Whenever Chicago is discussed as a new hub for digital business startups, boosters inevitably cite Groupon because it has become unbelievably big, unbelievably fast. Critics inevitably stress the unbelievable part.
Management of the discount Web giant has not done any favors for itself or this city, whose reputation as a startup incubator has become tethered to it, with what the company acknowledged last week. It's facing its latest accounting screw-up, formally conceding "a material weakness in its internal controls."
This "weakness" most recently showed up as a revised, bigger loss in the fourth quarter, a three-month stretch that analysts expected would deliver the company's first profit.
Groupon said it underestimated the amount of money it needed to set aside for customer refunds. The foul-up occurred because the company was unprepared for the fact that higher-priced transactions required a greater reserve.
But it's an all-too-familiar stumbling block for Groupon Executive Chairman Eric Lefkofsky, Chief Executive Andrew Mason and the venture they co-founded less than 31/2 years ago and is valued at $9.7 billion. And it continues to undercut faith in a business model far too many already view with skepticism.

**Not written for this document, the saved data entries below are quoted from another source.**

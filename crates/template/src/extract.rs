//! Template extraction runner.
//!
//! Extraction turns an uploaded document into a template structure on the
//! server. It is long-running, so it follows a start/poll/cancel protocol:
//! start returns a task id, polling reports progress until the task settles,
//! and a cancel request may be sent while it is in flight.

use autodpia_core::{AppError, AppResult};
use std::future::Future;
use std::path::Path;
use std::sync::atomic::{AtomicBool, Ordering};
use std::sync::Arc;
use std::time::Duration;

use crate::storage::{TaskId, TaskStatus, TemplateExtractor};
use crate::types::{parse_structure, StepMap};

/// Result of a finished extraction task.
#[derive(Debug, Clone, PartialEq)]
pub struct ExtractionOutcome {
    pub task_id: TaskId,
    pub result: serde_json::Value,
}

impl ExtractionOutcome {
    /// The extracted structure, if the task returned one.
    pub fn structure(&self) -> Option<StepMap> {
        match &self.result {
            serde_json::Value::Object(_) => serde_json::from_value(self.result.clone()).ok(),
            serde_json::Value::String(data) => parse_structure(data)
                .ok()
                .filter(|structure| !structure.is_empty()),
            _ => None,
        }
    }

    /// Status text returned instead of a structure.
    pub fn message(&self) -> Option<&str> {
        self.result
            .as_str()
            .filter(|_| self.structure().is_none())
    }
}

/// Drives one extraction at a time.
pub struct ExtractionRunner {
    poll_interval: Duration,
    processing: Arc<AtomicBool>,
}

/// Clears the processing flag when a run ends, however it ends.
struct ProcessingGuard {
    flag: Arc<AtomicBool>,
}

impl ProcessingGuard {
    fn acquire(flag: &Arc<AtomicBool>) -> AppResult<Self> {
        flag.compare_exchange(false, true, Ordering::SeqCst, Ordering::SeqCst)
            .map_err(|_| AppError::Task("An extraction is already in progress".to_string()))?;
        Ok(Self { flag: flag.clone() })
    }
}

impl Drop for ProcessingGuard {
    fn drop(&mut self) {
        self.flag.store(false, Ordering::SeqCst);
    }
}

impl ExtractionRunner {
    pub fn new(poll_interval: Duration) -> Self {
        Self {
            poll_interval,
            processing: Arc::new(AtomicBool::new(false)),
        }
    }

    /// True while a run is in flight.
    pub fn is_processing(&self) -> bool {
        self.processing.load(Ordering::SeqCst)
    }

    /// Start extraction of `file` and wait for it to settle.
    ///
    /// `cancel` is watched from the upload onwards. Once a task exists,
    /// cancelling or losing contact with it while polling sends a cancel
    /// request, and the run fails with a task error.
    pub async fn run<F>(
        &self,
        extractor: &dyn TemplateExtractor,
        file: &Path,
        cancel: F,
    ) -> AppResult<ExtractionOutcome>
    where
        F: Future<Output = ()>,
    {
        let _guard = ProcessingGuard::acquire(&self.processing)?;
        tokio::pin!(cancel);

        let task_id = tokio::select! {
            started = extractor.extract_template(file) => started?,
            _ = &mut cancel => {
                tracing::warn!("Extraction of {:?} cancelled before a task started", file);
                return Err(AppError::Task("Extraction cancelled".to_string()));
            }
        };
        tracing::info!("Started extraction task {} for {:?}", task_id, file);

        let polled = tokio::select! {
            result = self.poll_until_settled(extractor, &task_id) => result,
            _ = &mut cancel => {
                tracing::warn!("Cancelling extraction task {}", task_id);
                cancel_quietly(extractor, &task_id).await;
                return Err(AppError::Task("Extraction cancelled".to_string()));
            }
        };

        match polled {
            Err(AppError::Task(message)) => Err(AppError::Task(message)),
            Err(e) => {
                tracing::warn!("Polling task {} failed: {}", task_id, e);
                cancel_quietly(extractor, &task_id).await;
                Err(AppError::Task(format!(
                    "Lost track of extraction task {}: {}",
                    task_id, e
                )))
            }
            outcome => outcome,
        }
    }

    async fn poll_until_settled(
        &self,
        extractor: &dyn TemplateExtractor,
        task_id: &TaskId,
    ) -> AppResult<ExtractionOutcome> {
        let mut polls = 0u32;
        loop {
            polls += 1;
            match extractor.poll_task(task_id).await? {
                TaskStatus::Pending => {
                    tracing::debug!("Task {} still pending after {} polls", task_id, polls);
                    tokio::time::sleep(self.poll_interval).await;
                }
                TaskStatus::Done(result) => {
                    tracing::info!("Extraction task {} finished", task_id);
                    return Ok(ExtractionOutcome {
                        task_id: task_id.clone(),
                        result,
                    });
                }
                TaskStatus::Error(message) => {
                    return Err(AppError::Task(format!("Extraction failed: {}", message)));
                }
                TaskStatus::Cancelled => {
                    return Err(AppError::Task("Extraction was cancelled".to_string()));
                }
            }
        }
    }
}

async fn cancel_quietly(extractor: &dyn TemplateExtractor, task_id: &TaskId) {
    if let Err(e) = extractor.cancel_task(task_id).await {
        tracing::warn!("Failed to cancel task {}: {}", task_id, e);
    }
}

#[cfg(test)]
mod tests {
    use super::*;
    use std::collections::VecDeque;
    use std::sync::Mutex;

    /// Replays scripted statuses, then stays pending.
    struct ScriptedExtractor {
        statuses: Mutex<VecDeque<TaskStatus>>,
        polls: Mutex<u32>,
        cancelled: AtomicBool,
        fail_polls: AtomicBool,
        start_delay: Duration,
    }

    impl ScriptedExtractor {
        fn new(statuses: Vec<TaskStatus>) -> Self {
            Self {
                statuses: Mutex::new(statuses.into()),
                polls: Mutex::new(0),
                cancelled: AtomicBool::new(false),
                fail_polls: AtomicBool::new(false),
                start_delay: Duration::ZERO,
            }
        }
    }

    #[async_trait::async_trait]
    impl TemplateExtractor for ScriptedExtractor {
        async fn extract_template(&self, _file: &Path) -> AppResult<TaskId> {
            tokio::time::sleep(self.start_delay).await;
            Ok(TaskId("task-1".to_string()))
        }

        async fn poll_task(&self, _task_id: &TaskId) -> AppResult<TaskStatus> {
            *self.polls.lock().unwrap() += 1;
            if self.fail_polls.load(Ordering::SeqCst) {
                return Err(AppError::Http("connection reset".to_string()));
            }
            Ok(self
                .statuses
                .lock()
                .unwrap()
                .pop_front()
                .unwrap_or(TaskStatus::Pending))
        }

        async fn cancel_task(&self, _task_id: &TaskId) -> AppResult<()> {
            self.cancelled.store(true, Ordering::SeqCst);
            Ok(())
        }
    }

    fn runner() -> ExtractionRunner {
        ExtractionRunner::new(Duration::from_millis(1))
    }

    #[tokio::test]
    async fn test_polls_until_done() {
        let structure = serde_json::json!({"Step 1": {"Role": "Act as DPO"}});
        let extractor = ScriptedExtractor::new(vec![
            TaskStatus::Pending,
            TaskStatus::Pending,
            TaskStatus::Done(structure),
        ]);
        let runner = runner();

        let outcome = runner
            .run(&extractor, Path::new("policy.pdf"), futures::future::pending())
            .await
            .unwrap();

        assert_eq!(*extractor.polls.lock().unwrap(), 3);
        assert_eq!(outcome.task_id, TaskId("task-1".to_string()));
        let extracted = outcome.structure().unwrap();
        assert_eq!(extracted.keys().collect::<Vec<_>>(), vec!["Step 1"]);
        assert_eq!(outcome.message(), None);
        assert!(!runner.is_processing());
    }

    #[tokio::test]
    async fn test_message_result() {
        let extractor = ScriptedExtractor::new(vec![TaskStatus::Done(serde_json::json!(
            "Template extracted successfully"
        ))]);
        let outcome = runner()
            .run(&extractor, Path::new("a.pdf"), futures::future::pending())
            .await
            .unwrap();
        assert_eq!(outcome.structure(), None);
        assert_eq!(outcome.message(), Some("Template extracted successfully"));
    }

    #[tokio::test]
    async fn test_failed_task() {
        let extractor = ScriptedExtractor::new(vec![TaskStatus::Error("bad pdf".to_string())]);
        let runner = runner();
        let err = runner
            .run(&extractor, Path::new("a.pdf"), futures::future::pending())
            .await
            .unwrap_err();
        assert!(matches!(err, AppError::Task(ref m) if m.contains("bad pdf")));
        assert!(!runner.is_processing());
    }

    #[tokio::test]
    async fn test_revoked_task() {
        let extractor = ScriptedExtractor::new(vec![TaskStatus::Cancelled]);
        assert!(matches!(
            runner()
                .run(&extractor, Path::new("a.pdf"), futures::future::pending())
                .await,
            Err(AppError::Task(_))
        ));
    }

    #[tokio::test]
    async fn test_cancel_sends_cancel_request() {
        let extractor = ScriptedExtractor::new(Vec::new());
        let runner = runner();

        let err = runner
            .run(
                &extractor,
                Path::new("a.pdf"),
                tokio::time::sleep(Duration::from_millis(20)),
            )
            .await
            .unwrap_err();

        assert!(matches!(err, AppError::Task(_)));
        assert!(extractor.cancelled.load(Ordering::SeqCst));
        assert!(!runner.is_processing());
    }

    #[tokio::test]
    async fn test_second_run_is_refused_while_processing() {
        let extractor = ScriptedExtractor::new(Vec::new());
        let runner = runner();

        let first = runner.run(
            &extractor,
            Path::new("a.pdf"),
            tokio::time::sleep(Duration::from_millis(50)),
        );
        let second = async {
            tokio::time::sleep(Duration::from_millis(10)).await;
            assert!(runner.is_processing());
            runner
                .run(&extractor, Path::new("b.pdf"), futures::future::ready(()))
                .await
        };

        let (first, second) = tokio::join!(first, second);
        assert!(matches!(first, Err(AppError::Task(_))));
        assert!(matches!(second, Err(AppError::Task(ref m)) if m.contains("already")));
        assert!(!runner.is_processing());
    }

    #[tokio::test]
    async fn test_poll_failure_cancels_the_task() {
        let extractor = ScriptedExtractor::new(vec![TaskStatus::Pending]);
        extractor.fail_polls.store(true, Ordering::SeqCst);
        let runner = runner();

        let err = runner
            .run(&extractor, Path::new("a.pdf"), futures::future::pending())
            .await
            .unwrap_err();

        assert!(matches!(err, AppError::Task(ref m) if m.contains("task-1")));
        assert!(extractor.cancelled.load(Ordering::SeqCst));
        assert!(!runner.is_processing());
    }

    #[tokio::test]
    async fn test_cancel_during_upload() {
        let mut extractor = ScriptedExtractor::new(Vec::new());
        extractor.start_delay = Duration::from_secs(5);
        let runner = runner();

        let err = runner
            .run(
                &extractor,
                Path::new("a.pdf"),
                tokio::time::sleep(Duration::from_millis(20)),
            )
            .await
            .unwrap_err();

        assert!(matches!(err, AppError::Task(ref m) if m.contains("cancelled")));
        assert_eq!(*extractor.polls.lock().unwrap(), 0);
        assert!(!extractor.cancelled.load(Ordering::SeqCst));
        assert!(!runner.is_processing());
    }
}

"Whenever you have a young company, especially with young leadership, there are wizened old faces that are skeptical about the young guys pulling off what they've set off to do," said James Post, a professor at the Boston University School of Management.
"Groupon's had a tremendous run. Most observers would say they're at a critical point in their life history, and the thing about critical points is they can go one way or the other," Post said. "It's going to be the skill of that management team that makes the difference."
Many have made big bets on Groupon, despite all the questions about its sustainability. There are the businesses that use it as a marketing tool, and the consumers who use it as a way to save cash. Then there are the investors who saw an IPO introduced at $20 in November rise as high as $26, only to see a decline exacerbated by the most recent revelations. Shares are now down to about $15.
Beyond the market's shaken confidence, the Securities and Exchange Commission is said to be looking into this latest gaffe, as are investors' lawyers.
Few stakeholders, however, have as much riding on the nascent company as Chicago and its hopes to become a Midwestern hub for tech startups.
Less than 5 percent of this city's tech talent is with Groupon, estimates Matt Moog, founder and chief executive of Viewpoints.com and a leader in Chicago's digital startup scene. But he concedes Groupon casts a far larger shadow when outsiders look to whether this is a fertile place for an entrepreneur to launch a company worth $10 billion to $20 billion.
"If you're looking at our national reputation, it's important that Groupon succeed," Moog said. "This is a setback. But is it more perception than a substantive problem with the business? If there were fewer merchants (participating in Groupon deals) or there were fewer consumers taking advantage of the deals, I'd worry about that a lot more than I would worry about a short-term accounting issue."
Taken in and of itself, that might be all it's seen as. But that means disregarding that this is a company that has gone without a chief operating officer since Margo Georgiadis returned to Google just five months after Groupon hired her away last year.